===== Task data

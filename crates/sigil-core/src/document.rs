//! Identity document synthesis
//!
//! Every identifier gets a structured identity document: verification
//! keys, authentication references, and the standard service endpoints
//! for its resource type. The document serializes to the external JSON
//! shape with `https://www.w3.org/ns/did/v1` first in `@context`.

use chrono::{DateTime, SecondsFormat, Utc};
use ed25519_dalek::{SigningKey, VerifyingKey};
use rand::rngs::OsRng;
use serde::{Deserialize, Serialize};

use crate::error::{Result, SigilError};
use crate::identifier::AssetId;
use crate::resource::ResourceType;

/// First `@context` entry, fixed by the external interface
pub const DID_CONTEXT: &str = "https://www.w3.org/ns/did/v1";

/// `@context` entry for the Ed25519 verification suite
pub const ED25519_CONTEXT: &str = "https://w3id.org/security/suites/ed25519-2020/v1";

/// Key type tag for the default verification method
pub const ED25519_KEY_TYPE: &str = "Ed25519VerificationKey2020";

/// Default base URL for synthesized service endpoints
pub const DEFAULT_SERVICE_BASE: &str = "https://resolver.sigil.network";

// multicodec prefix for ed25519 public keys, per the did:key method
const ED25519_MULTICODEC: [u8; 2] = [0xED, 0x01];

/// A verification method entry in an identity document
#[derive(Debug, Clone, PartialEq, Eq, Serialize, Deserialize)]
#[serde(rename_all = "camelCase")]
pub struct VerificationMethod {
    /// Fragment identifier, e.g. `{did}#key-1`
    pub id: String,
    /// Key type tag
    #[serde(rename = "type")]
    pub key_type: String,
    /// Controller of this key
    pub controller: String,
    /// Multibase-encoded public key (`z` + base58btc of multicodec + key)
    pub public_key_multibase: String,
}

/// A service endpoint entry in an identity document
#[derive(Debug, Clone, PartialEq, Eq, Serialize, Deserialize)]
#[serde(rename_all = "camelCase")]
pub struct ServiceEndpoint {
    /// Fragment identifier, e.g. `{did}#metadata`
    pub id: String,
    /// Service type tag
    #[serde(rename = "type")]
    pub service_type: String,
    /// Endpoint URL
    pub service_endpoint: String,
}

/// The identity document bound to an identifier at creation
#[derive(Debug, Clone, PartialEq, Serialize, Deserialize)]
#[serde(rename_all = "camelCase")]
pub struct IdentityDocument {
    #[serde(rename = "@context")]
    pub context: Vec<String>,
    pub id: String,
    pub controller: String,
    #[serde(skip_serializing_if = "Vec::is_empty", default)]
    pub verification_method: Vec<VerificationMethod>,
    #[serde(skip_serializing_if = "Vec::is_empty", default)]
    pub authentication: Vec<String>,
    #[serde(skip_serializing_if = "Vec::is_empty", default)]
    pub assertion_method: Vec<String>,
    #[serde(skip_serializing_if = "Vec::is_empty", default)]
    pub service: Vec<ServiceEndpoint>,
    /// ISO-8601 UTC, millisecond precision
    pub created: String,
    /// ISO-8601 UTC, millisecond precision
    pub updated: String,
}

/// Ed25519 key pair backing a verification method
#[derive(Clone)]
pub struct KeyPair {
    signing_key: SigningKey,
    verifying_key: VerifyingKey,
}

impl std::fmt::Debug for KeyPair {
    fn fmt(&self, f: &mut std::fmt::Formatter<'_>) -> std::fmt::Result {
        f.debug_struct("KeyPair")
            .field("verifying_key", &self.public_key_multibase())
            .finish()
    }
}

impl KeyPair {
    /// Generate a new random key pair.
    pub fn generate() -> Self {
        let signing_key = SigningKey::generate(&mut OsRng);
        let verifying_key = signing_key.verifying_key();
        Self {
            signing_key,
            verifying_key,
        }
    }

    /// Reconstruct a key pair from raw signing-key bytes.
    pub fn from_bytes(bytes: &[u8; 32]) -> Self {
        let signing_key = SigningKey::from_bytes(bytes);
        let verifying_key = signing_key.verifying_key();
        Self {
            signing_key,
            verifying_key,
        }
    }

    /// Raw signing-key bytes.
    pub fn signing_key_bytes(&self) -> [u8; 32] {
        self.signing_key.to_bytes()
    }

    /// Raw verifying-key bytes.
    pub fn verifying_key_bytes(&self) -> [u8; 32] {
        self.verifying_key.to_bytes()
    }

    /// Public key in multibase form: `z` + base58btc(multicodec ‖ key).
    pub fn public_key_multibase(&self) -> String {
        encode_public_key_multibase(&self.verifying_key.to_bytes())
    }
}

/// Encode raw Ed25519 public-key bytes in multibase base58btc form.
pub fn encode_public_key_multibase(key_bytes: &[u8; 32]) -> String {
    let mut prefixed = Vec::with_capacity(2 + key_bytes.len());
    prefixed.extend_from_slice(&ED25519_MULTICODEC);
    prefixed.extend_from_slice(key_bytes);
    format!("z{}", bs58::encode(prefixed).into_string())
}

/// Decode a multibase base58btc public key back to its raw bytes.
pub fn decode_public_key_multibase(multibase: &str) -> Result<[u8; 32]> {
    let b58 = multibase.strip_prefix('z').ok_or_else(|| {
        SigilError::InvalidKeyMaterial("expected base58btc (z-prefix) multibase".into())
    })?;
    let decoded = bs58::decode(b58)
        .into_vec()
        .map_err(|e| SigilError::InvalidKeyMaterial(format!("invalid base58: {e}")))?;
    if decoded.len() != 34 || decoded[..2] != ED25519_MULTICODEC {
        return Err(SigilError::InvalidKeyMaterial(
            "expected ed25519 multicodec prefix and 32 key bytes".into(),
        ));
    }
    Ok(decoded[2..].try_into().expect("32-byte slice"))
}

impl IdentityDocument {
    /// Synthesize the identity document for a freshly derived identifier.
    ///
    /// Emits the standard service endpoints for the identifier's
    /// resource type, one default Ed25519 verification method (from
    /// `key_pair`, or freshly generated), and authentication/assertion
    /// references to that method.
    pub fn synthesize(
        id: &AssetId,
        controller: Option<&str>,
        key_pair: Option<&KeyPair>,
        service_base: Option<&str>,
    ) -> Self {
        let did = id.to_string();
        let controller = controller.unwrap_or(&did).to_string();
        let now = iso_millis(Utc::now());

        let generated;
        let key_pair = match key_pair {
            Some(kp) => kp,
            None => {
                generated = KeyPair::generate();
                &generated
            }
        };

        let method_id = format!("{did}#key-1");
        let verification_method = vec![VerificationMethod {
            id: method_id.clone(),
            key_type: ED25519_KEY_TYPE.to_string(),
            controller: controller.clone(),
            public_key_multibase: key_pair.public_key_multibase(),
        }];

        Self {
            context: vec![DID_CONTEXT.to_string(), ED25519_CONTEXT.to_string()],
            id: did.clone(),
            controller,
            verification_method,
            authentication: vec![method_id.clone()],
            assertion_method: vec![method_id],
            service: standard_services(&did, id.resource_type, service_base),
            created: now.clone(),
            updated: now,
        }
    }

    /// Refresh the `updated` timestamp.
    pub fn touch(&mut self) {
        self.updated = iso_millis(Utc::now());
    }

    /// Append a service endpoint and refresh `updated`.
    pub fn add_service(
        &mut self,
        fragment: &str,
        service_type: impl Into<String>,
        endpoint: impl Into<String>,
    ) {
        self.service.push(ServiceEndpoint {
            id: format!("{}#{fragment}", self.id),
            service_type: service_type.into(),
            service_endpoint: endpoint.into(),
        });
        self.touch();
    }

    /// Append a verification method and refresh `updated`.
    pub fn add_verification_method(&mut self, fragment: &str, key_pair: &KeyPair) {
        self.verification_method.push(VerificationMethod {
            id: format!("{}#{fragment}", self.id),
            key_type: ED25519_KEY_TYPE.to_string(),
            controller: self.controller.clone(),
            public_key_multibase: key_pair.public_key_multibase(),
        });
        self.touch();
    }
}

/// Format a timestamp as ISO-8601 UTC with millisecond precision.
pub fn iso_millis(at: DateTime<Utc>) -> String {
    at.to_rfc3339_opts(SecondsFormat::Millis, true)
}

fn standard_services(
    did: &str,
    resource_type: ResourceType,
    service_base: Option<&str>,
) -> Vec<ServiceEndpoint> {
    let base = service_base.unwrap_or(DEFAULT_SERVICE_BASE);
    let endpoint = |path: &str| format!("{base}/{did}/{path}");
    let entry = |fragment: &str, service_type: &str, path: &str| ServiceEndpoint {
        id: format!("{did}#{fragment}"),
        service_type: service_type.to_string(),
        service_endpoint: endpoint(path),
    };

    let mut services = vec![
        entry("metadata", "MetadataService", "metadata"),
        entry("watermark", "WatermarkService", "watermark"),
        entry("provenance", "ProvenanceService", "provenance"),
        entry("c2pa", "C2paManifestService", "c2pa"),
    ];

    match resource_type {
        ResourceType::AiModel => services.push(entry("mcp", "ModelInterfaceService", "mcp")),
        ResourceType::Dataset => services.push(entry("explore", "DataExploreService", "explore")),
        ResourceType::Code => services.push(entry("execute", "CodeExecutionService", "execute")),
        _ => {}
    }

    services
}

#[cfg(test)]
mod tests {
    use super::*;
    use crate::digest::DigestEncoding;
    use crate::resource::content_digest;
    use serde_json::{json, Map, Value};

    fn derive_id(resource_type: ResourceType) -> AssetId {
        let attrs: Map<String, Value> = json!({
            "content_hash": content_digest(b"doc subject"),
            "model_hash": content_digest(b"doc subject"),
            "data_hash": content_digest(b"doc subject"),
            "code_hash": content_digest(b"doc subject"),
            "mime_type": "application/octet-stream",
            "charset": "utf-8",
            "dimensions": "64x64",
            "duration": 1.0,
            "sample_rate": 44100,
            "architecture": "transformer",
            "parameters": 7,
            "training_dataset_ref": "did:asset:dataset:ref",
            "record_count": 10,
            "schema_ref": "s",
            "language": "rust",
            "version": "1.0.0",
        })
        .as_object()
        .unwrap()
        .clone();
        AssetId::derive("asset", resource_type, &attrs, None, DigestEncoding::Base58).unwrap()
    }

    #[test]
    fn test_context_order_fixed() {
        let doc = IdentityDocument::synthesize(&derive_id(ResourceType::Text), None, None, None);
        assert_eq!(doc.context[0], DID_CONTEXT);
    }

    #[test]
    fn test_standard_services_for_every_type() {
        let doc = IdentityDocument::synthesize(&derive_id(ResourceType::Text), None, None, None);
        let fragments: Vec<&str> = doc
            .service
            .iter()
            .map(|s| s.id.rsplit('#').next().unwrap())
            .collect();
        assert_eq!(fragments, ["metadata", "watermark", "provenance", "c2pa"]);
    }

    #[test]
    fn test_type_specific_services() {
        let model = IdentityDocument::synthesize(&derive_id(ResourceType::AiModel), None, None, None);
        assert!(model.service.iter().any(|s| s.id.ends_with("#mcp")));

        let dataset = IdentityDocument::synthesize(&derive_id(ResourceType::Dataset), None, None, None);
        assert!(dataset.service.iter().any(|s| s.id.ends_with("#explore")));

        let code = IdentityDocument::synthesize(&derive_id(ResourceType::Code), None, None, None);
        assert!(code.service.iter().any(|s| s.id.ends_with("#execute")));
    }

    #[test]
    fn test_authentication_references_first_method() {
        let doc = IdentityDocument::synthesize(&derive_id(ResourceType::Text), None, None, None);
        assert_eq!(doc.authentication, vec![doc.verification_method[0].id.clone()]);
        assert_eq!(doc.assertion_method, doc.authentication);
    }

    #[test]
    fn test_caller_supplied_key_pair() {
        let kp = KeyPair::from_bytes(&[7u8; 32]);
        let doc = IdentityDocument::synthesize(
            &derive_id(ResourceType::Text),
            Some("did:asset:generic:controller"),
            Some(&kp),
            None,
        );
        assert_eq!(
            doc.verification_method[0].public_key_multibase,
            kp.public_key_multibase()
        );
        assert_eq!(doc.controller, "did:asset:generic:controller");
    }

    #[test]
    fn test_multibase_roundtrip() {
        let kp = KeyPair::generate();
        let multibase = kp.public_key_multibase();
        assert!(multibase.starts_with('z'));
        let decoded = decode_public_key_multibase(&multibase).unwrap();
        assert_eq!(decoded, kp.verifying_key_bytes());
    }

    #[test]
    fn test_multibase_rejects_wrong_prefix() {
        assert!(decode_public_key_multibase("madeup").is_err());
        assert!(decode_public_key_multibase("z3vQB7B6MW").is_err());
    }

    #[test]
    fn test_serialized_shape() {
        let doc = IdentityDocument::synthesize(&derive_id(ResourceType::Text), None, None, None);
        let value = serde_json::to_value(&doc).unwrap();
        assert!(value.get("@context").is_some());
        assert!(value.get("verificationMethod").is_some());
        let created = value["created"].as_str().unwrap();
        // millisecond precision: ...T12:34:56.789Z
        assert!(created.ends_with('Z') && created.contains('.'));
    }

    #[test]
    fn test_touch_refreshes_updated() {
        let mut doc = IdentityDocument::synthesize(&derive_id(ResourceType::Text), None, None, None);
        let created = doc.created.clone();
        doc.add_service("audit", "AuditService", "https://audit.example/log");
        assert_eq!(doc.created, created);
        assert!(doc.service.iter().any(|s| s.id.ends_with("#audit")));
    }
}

==========

What to work on
Once you have located every line with the word "attrs" in the material above, list those lines.

Answer to this problem
        let attrs: Map<String, Value> = json!({
        AssetId::derive("asset", resource_type, &attrs, None, DigestEncoding::Base58).unwrap()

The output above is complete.